Sunday, May 04, 2014

Bowden family’s foster daughter taken by Families SA with just an hour’s notice

Social worker evil again

A PROMINENT Adelaide family had their foster child of seven years ripped from their home with only an hour’s notice just weeks before Chloe Valentine died.

The family and child advocates say it is “sickening” the government department responsible for protecting children put resources into taking this child away from a loving and caring home while leaving another in a toxic environment that led to her death.

Graeme and Jacqueline Bowden, known for their family business Keith Bowden Electrical which Graeme took over from his late father, opened their eastern suburbs home to a 10-month-old baby girl in 2003 whom they love and adore.

She was older sister to their daughter Maya-Rose, 7, sent to a prestigious Adelaide private school and provided one-on-one tutoring to support her learning.

But on December 12, 2011, the Bowdens received a call to meet with Families SA over concerns about their parenting.

At that meeting they were told the 7½-year-old, who they regarded as their daughter, was going to be removed from their home at 5.30pm — it was 4.30pm.

“It was like they were telling us she died. I just felt ill because I though ‘how will she get to sleep because each night I stroke her hair until she falls asleep,” Mrs Bowden said, breaking down in tears.

“It was 5.35pm when they took her. When she was on the front lawn she said ‘see you tomorrow mum’ that just broke my heart because she didn’t understand what was happening.”

The Bowdens were told the child was being removed because the family could not “provide for her future emotional needs”.

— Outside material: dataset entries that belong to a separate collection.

//! Hilbert distance and points at prescribed distance along a chord.
//!
//! For `p ≠ q` inside Ω let the line `pq` meet ∂Ω in `i_p` (beyond `p`) and `i_q`
//! (beyond `q`). Then
//!
//! `d(p, q) = ½ · ln( |p i_q| · |q i_p| / (|q i_q| · |p i_p|) )`.
//!
//! The pairing of boundary points to sites is chosen by minimizing
//! `|i_p p| + |i_q q|` over the two assignments.

use crate::error::{HilbertError, HilbertResult};
use crate::geom2::{points_equal, ConvexRegion, GeomCfg, Point, Segment};

/// Boundary points of the chord through `p` and `q`, ordered `(i_p, i_q)`.
///
/// With more than two crossings (numerical duplicates near vertices) the
/// farthest-apart pair is used.
pub fn chord_endpoints(
    p: Point,
    q: Point,
    omega: &ConvexRegion,
    cfg: &GeomCfg,
) -> HilbertResult<(Point, Point)> {
    let hits = omega.intersect_with_line(&Segment::new(p, q), cfg);
    if hits.len() < 2 {
        return Err(HilbertError::TangentLine);
    }
    let (mut i1, mut i2) = (hits[0], hits[1]);
    if hits.len() > 2 {
        let mut best = -1.0;
        for (k, a) in hits.iter().enumerate() {
            for b in &hits[k + 1..] {
                let d = (a - b).norm();
                if d > best {
                    best = d;
                    i1 = *a;
                    i2 = *b;
                }
            }
        }
    }
    if (i1 - p).norm() + (i2 - q).norm() < (i2 - p).norm() + (i1 - q).norm() {
        Ok((i1, i2))
    } else {
        Ok((i2, i1))
    }
}

/// Hilbert distance between two interior points.
///
/// Errors: `TangentLine` if the chord does not cross Ω twice, `NotInterior` if a
/// point coincides with a boundary crossing.
pub fn hilbert_distance(
    p: Point,
    q: Point,
    omega: &ConvexRegion,
    cfg: &GeomCfg,
) -> HilbertResult<f64> {
    if points_equal(p, q, cfg.eps_equal) {
        return Ok(0.0);
    }
    let (ip, iq) = chord_endpoints(p, q, omega, cfg)?;
    let den = (q - iq).norm() * (p - ip).norm();
    if den == 0.0 {
        return Err(HilbertError::NotInterior);
    }
    let d = 0.5 * ((p - iq).norm() * (q - ip).norm() / den).ln();
    if d.is_finite() {
        Ok(d.max(0.0))
    } else {
        Err(HilbertError::NotInterior)
    }
}

/// For collinear `a, c, d` (boundary, center, boundary), the point between `a`
/// and `c` at Hilbert distance `r` from `c`:
/// `a + (d − a) / (1 + |cd|/|ac| · e^{2r})`.
#[inline]
pub fn point_on_spoke(a: Point, c: Point, d: Point, r: f64) -> Point {
    let scalar = 1.0 / (1.0 + ((d - c).norm() / (c - a).norm()) * (2.0 * r).exp());
    a + (d - a) * scalar
}

/// The point of segment `pq` at Hilbert distance `d(p, q) / 2` from both ends.
pub fn hilbert_midpoint(
    p: Point,
    q: Point,
    omega: &ConvexRegion,
    cfg: &GeomCfg,
) -> HilbertResult<Point> {
    if points_equal(p, q, cfg.eps_equal) {
        return Ok(p);
    }
    let r = hilbert_distance(p, q, omega, cfg)?;
    let (ip, iq) = chord_endpoints(p, q, omega, cfg)?;
    Ok(point_on_spoke(ip, q, iq, r / 2.0))
}
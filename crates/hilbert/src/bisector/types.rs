//! Data types for bisector pieces and the tracing state.

use crate::geom2::{ConicEquation, ConvexRegion, Point};

/// How a piece is drawn and sampled.
#[derive(Clone, Copy, Debug, PartialEq, Eq)]
pub enum PieceKind {
    /// Chord through the middle sector (the conic there is a line pair).
    Middle,
    /// Straight piece: the sector conic degenerates to lines.
    Line,
    /// Proper conic arc.
    Conic,
}

/// One maximal arc of the bisector inside one sector.
#[derive(Clone, Debug)]
pub struct BisectorPiece {
    pub start: Point,
    pub end: Point,
    pub equation: ConicEquation,
    pub sector: ConvexRegion,
    pub kind: PieceKind,
}

impl BisectorPiece {
    #[inline]
    pub fn is_straight(&self) -> bool {
        !matches!(self.kind, PieceKind::Conic)
    }

    /// Same arc walked from `end` to `start`.
    pub fn reversed(&self) -> Self {
        Self {
            start: self.end,
            end: self.start,
            ..self.clone()
        }
    }
}

/// Indices of the bounded cones (one per site) whose intersection is the
/// current sector.
#[derive(Clone, Copy, Debug, PartialEq, Eq)]
pub struct ConePair {
    pub c1: usize,
    pub c2: usize,
}

/// Intersection of the cone of `s1` containing `s2` with the cone of `s2`
/// containing `s1`, the conic there and its two boundary crossings.
#[derive(Clone, Debug)]
pub struct MiddleSector {
    pub sector: ConvexRegion,
    pub equation: ConicEquation,
    pub endpoints: [Point; 2],
    pub cones: ConePair,
}

/// Tracing configuration.
#[derive(Clone, Copy, Debug, Default)]
pub struct TraceCfg {
    /// Per-direction piece budget; `None` means `4·n + 8` for an `n`-gon.
    pub max_pieces: Option<usize>,
}

impl TraceCfg {
    #[inline]
    pub fn piece_budget(&self, n_vertices: usize) -> usize {
        self.max_pieces.unwrap_or(4 * n_vertices + 8)
    }
}

/// Bisector of two sites: the middle piece plus the pieces traced outward from
/// each middle endpoint (`dir1` from `endpoints[0]`, `dir2` from `endpoints[1]`).
#[derive(Clone, Debug)]
pub struct Bisector {
    pub s1: Point,
    pub s2: Point,
    pub middle: MiddleSector,
    pub middle_piece: BisectorPiece,
    pub dir1: Vec<BisectorPiece>,
    pub dir2: Vec<BisectorPiece>,
}

impl Bisector {
    /// Middle piece first, then direction 1, then direction 2.
    pub fn pieces(&self) -> impl Iterator<Item = &BisectorPiece> {
        std::iter::once(&self.middle_piece)
            .chain(self.dir1.iter())
            .chain(self.dir2.iter())
    }

    #[inline]
    pub fn piece_count(&self) -> usize {
        1 + self.dir1.len() + self.dir2.len()
    }

    /// Outer ends of the traced bisector (`dir1` end, `dir2` end).
    pub fn ends(&self) -> (Point, Point) {
        let a = self.dir1.last().map_or(self.middle_piece.start, |p| p.end);
        let b = self.dir2.last().map_or(self.middle_piece.end, |p| p.end);
        (a, b)
    }
}
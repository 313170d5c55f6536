use super::types::Point;

/// Twice the signed area of triangle `(a, b, c)`.
/// Positive when `c` lies left of `a → b` (counterclockwise turn).
#[inline]
pub fn orient(a: Point, b: Point, c: Point) -> f64 {
    let ab = b - a;
    let ac = c - a;
    ab.x * ac.y - ab.y * ac.x
}

/// Gift-wrapping (Jarvis march) convex hull, counterclockwise, starting at the
/// lowest (then leftmost) point.
///
/// Near-duplicates (1e-12) are merged and points on hull edges are dropped, so
/// `convex_hull(&convex_hull(p)) == convex_hull(p)`. Fewer than three distinct
/// points are returned as-is (deduplicated).
pub fn convex_hull(points: &[Point]) -> Vec<Point> {
    let mut pts: Vec<Point> = Vec::with_capacity(points.len());
    for p in points {
        if !(p.x.is_finite() && p.y.is_finite()) {
            continue;
        }
        if !pts.iter().any(|q| (q - p).norm() < 1e-12) {
            pts.push(*p);
        }
    }
    let n = pts.len();
    if n < 3 {
        return pts;
    }
    let mut start = 0usize;
    for (i, p) in pts.iter().enumerate().skip(1) {
        let s = pts[start];
        if p.y < s.y || (p.y == s.y && p.x < s.x) {
            start = i;
        }
    }

    let mut hull: Vec<Point> = Vec::with_capacity(n);
    let mut cur = start;
    loop {
        hull.push(pts[cur]);
        let mut next = if cur == 0 { 1 } else { 0 };
        for i in 0..n {
            if i == cur || i == next {
                continue;
            }
            let a = pts[cur];
            let to_next = pts[next] - a;
            let to_i = pts[i] - a;
            let o = orient(a, pts[next], pts[i]);
            let tol = 1e-12 * to_next.norm() * to_i.norm();
            if o < -tol {
                next = i;
            } else if o.abs() <= tol && to_i.dot(&to_next) > 0.0 && to_i.norm() > to_next.norm() {
                next = i;
            }
        }
        cur = next;
        if cur == start || hull.len() > n {
            break;
        }
    }
    hull
}

/// Vertex average (the "centroid" the bisector tracer uses to probe a sector).
pub fn centroid(points: &[Point]) -> Option<Point> {
    if points.is_empty() {
        return None;
    }
    let sum = points.iter().fold(Point::zeros(), |acc, p| acc + p);
    Some(sum / points.len() as f64)
}

/// Real roots of `a t² + b t + c = 0`.
///
/// Falls back to the linear root when `a` is negligible; a discriminant within
/// rounding of zero yields the double root once.
pub fn solve_quadratic(a: f64, b: f64, c: f64) -> Vec<f64> {
    let scale = b.abs().max(c.abs());
    if a.abs() <= 1e-14 * scale || a == 0.0 {
        if b == 0.0 {
            return Vec::new();
        }
        return vec![-c / b];
    }
    let disc = b * b - 4.0 * a * c;
    if disc.abs() <= 1e-14 * b * b.max(1e-300) || disc == 0.0 {
        return vec![-b / (2.0 * a)];
    }
    if disc < 0.0 {
        return Vec::new();
    }
    let sq = disc.sqrt();
    // q avoids cancellation between -b and sqrt(disc)
    let q = -0.5 * (b + b.signum() * sq);
    if q == 0.0 {
        return vec![sq / (2.0 * a), -sq / (2.0 * a)];
    }
    vec![q / a, c / q]
}

/// Push `p` unless a point within `eps` (coordinate-wise) is already present.
#[inline]
pub(crate) fn push_unique(out: &mut Vec<Point>, p: Point, eps: f64) {
    if !out
        .iter()
        .any(|q| (q.x - p.x).abs() < eps && (q.y - p.y).abs() < eps)
    {
        out.push(p);
    }
}

#[cfg(test)]
mod tests {
    use super::*;

    #[test]
    fn quadratic_roots_and_linear_fallback() {
        let mut r = solve_quadratic(1.0, -3.0, 2.0);
        r.sort_by(|a, b| a.total_cmp(b));
        assert_eq!(r.len(), 2);
        assert!((r[0] - 1.0).abs() < 1e-12 && (r[1] - 2.0).abs() < 1e-12);
        let lin = solve_quadratic(0.0, 2.0, -1.0);
        assert_eq!(lin.len(), 1);
        assert!((lin[0] - 0.5).abs() < 1e-12);
        assert!(solve_quadratic(1.0, 0.0, 1.0).is_empty());
        let double = solve_quadratic(1.0, -2.0, 1.0);
        assert_eq!(double.len(), 1);
        assert!((double[0] - 1.0).abs() < 1e-12);
    }

    #[test]
    fn hull_drops_interior_and_collinear() {
        let pts = vec![
            Point::new(1.0, 1.0),
            Point::new(0.0, 0.0),
            Point::new(0.5, 0.0),
            Point::new(1.0, 0.0),
            Point::new(0.5, 0.5),
            Point::new(0.0, 1.0),
        ];
        let h = convex_hull(&pts);
        assert_eq!(h.len(), 4);
        assert_eq!(h[0], Point::new(0.0, 0.0));
        assert_eq!(h[1], Point::new(1.0, 0.0));
        assert_eq!(h[2], Point::new(1.0, 1.0));
        assert_eq!(h[3], Point::new(0.0, 1.0));
    }

    #[test]
    fn hull_of_collinear_points_is_a_chord() {
        let pts = vec![
            Point::new(0.0, 0.0),
            Point::new(2.0, 2.0),
            Point::new(1.0, 1.0),
        ];
        let h = convex_hull(&pts);
        assert_eq!(h.len(), 2);
    }
}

The swift action by the department was in stark contrast to the case of four-year-old Chloe who died in January 2012, after she repeatedly tumbled off a 50kg motorbike while under family supervision.

Families SA had received 22 notifications about Chloe before she died, while families and friends had pleaded with authorities to remove her from her mother.

Since the Bowden’s foster child was taken away they have had about 20 supervised visits with her but it’s now been 132 days since they last saw her. Since leaving the Bowdens’ home, the child has been moved through a series of carers.

Mrs Bowden said despite having their case reviewed she said they were never able to see all the documentation of the claims against them and felt the case was constantly being stacked against them.

Child protection expert Emeritus Professor Freda Briggs said the department’s priorities were all wrong — leaving children in bad homes with their biological families but quickly moving them from foster home to foster home.

“Children are left in bad homes (with biological mothers and fathers) for too long. The department calls it ‘good enough parenting’,” Prof Briggs said.

“I was at a meeting they (the Bowdens) were told by Families SA the reason the child was removed was because they couldn’t provide for her future emotional needs. I asked them ‘what are the future emotional needs?’

“You cannot predict future emotional needs.

“Unless it was that Families SA think ‘you’re a middle class family giving the child unrealistic expectations’. There is an anti-middle class element there.”

Prof Briggs explained there was little the family could do to appeal the decision.

“The department can make decisions and they cannot be challenged,” she said.  “They keep files on foster carers, recording complaints and issues that do not have to be proven, that the family can’t see and has no way of disputing.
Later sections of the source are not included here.